REQUIRED ACTION: Look for the word "AdIndex" in the entries and copy each line where it appears.

── DATA TO PROCESS

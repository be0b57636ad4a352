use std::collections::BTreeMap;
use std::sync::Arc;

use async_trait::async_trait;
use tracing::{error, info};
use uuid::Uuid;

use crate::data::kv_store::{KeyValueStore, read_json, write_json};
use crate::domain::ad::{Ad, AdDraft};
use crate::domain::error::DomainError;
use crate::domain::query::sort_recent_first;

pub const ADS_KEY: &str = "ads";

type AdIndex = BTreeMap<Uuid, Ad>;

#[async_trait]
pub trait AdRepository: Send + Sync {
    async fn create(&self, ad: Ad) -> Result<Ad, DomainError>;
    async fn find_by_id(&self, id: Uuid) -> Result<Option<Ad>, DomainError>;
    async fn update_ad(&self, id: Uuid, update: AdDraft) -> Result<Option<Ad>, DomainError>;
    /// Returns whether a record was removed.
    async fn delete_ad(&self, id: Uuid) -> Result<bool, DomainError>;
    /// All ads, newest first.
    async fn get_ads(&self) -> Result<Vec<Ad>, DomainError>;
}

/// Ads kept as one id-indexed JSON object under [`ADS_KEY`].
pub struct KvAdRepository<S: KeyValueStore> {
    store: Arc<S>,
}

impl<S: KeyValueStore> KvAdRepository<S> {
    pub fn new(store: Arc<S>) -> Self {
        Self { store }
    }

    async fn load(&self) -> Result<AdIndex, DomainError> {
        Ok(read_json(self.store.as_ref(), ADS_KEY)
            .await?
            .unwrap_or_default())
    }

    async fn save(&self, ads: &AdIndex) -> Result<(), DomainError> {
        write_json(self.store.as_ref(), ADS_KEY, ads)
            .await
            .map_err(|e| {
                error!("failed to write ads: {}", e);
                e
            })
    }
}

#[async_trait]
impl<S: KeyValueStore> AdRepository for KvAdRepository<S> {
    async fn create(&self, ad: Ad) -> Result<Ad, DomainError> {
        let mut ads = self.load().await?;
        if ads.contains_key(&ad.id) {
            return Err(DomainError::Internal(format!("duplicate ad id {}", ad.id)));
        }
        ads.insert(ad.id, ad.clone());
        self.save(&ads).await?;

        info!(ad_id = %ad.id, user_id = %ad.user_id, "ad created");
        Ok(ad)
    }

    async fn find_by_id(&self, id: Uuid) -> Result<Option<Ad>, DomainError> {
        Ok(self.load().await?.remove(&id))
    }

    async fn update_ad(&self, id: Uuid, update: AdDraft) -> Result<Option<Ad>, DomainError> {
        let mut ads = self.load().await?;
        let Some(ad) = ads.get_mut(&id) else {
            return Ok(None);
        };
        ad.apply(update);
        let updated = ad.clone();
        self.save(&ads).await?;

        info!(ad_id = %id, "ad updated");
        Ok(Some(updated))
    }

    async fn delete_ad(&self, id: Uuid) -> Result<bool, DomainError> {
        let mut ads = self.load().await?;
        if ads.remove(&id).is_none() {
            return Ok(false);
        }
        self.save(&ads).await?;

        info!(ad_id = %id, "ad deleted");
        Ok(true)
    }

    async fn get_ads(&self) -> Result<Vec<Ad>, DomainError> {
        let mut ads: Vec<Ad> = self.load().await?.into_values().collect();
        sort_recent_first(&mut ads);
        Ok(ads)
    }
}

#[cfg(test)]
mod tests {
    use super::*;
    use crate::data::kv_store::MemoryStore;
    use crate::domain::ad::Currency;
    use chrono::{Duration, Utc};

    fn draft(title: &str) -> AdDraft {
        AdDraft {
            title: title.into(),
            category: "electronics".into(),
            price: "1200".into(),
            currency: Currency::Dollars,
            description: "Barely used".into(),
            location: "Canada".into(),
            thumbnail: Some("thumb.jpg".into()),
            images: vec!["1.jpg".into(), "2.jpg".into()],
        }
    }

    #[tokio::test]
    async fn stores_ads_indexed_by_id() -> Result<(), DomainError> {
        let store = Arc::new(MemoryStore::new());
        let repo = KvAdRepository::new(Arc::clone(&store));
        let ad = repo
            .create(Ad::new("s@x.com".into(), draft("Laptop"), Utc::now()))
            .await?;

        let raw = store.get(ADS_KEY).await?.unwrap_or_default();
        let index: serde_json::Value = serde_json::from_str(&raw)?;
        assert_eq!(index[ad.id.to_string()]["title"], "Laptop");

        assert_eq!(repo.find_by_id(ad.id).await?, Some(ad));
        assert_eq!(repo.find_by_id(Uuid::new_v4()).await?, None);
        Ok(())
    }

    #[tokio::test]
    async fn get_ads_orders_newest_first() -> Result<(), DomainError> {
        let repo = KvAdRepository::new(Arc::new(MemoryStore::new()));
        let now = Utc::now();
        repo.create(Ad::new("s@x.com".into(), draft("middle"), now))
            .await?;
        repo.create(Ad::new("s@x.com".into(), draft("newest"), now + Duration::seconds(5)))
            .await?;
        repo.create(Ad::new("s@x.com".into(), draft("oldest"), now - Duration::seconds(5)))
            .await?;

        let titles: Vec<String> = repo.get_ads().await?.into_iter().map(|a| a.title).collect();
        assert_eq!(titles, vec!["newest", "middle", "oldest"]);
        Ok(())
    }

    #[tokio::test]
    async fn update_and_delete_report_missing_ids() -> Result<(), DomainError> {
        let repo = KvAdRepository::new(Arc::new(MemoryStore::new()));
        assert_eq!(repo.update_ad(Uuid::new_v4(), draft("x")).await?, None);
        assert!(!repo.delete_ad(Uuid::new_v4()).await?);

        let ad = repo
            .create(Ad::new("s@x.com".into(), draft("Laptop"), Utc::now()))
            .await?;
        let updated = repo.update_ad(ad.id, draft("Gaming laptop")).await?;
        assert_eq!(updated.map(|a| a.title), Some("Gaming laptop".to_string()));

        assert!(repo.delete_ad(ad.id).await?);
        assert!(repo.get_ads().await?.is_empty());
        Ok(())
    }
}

────
── DATA TO PROCESS

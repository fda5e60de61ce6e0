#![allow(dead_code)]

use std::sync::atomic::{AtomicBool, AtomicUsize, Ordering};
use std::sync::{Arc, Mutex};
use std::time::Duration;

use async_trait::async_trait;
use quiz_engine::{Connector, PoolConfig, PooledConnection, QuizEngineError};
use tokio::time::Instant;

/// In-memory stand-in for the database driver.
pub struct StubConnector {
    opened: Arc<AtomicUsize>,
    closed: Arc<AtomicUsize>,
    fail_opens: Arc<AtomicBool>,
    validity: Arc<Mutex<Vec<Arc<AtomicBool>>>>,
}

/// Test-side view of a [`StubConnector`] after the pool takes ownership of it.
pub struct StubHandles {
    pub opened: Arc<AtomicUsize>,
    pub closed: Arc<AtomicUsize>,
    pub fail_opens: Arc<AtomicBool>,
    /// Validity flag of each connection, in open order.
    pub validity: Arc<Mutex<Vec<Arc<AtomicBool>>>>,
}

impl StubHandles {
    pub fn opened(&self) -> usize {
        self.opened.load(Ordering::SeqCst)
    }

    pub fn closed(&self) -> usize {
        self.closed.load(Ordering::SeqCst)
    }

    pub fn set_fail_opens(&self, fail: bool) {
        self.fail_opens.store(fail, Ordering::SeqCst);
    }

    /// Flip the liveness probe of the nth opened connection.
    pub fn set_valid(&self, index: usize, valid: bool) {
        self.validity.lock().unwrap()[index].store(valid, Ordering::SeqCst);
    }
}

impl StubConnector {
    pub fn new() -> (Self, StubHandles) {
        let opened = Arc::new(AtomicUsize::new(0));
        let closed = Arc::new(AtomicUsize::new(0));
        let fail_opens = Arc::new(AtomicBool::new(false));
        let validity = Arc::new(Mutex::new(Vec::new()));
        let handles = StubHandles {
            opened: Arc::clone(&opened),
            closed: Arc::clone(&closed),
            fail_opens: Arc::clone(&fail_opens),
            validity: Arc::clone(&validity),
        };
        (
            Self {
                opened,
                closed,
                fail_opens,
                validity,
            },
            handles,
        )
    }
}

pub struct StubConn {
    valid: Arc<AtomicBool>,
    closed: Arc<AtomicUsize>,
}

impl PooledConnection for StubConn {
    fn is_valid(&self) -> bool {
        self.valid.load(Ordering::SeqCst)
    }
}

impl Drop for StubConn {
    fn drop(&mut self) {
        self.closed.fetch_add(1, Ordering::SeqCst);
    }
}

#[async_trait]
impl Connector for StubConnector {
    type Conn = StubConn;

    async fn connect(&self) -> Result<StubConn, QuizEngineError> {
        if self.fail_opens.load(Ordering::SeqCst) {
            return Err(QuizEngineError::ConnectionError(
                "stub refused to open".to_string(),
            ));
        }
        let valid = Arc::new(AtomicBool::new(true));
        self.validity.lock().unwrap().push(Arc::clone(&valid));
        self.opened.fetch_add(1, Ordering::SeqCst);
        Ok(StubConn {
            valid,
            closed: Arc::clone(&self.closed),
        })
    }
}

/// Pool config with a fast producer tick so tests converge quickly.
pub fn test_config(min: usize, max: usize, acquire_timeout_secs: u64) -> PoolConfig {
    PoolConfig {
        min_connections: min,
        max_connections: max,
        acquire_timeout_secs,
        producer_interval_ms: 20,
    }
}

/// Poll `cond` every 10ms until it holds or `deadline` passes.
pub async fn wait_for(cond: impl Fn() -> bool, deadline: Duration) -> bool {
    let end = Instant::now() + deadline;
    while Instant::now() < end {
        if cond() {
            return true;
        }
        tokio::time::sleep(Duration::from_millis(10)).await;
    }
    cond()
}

────

ANSWER TO THIS PROBLEM:
type AdIndex = BTreeMap<Uuid, Ad>;
    async fn load(&self) -> Result<AdIndex, DomainError> {
    async fn save(&self, ads: &AdIndex) -> Result<(), DomainError> {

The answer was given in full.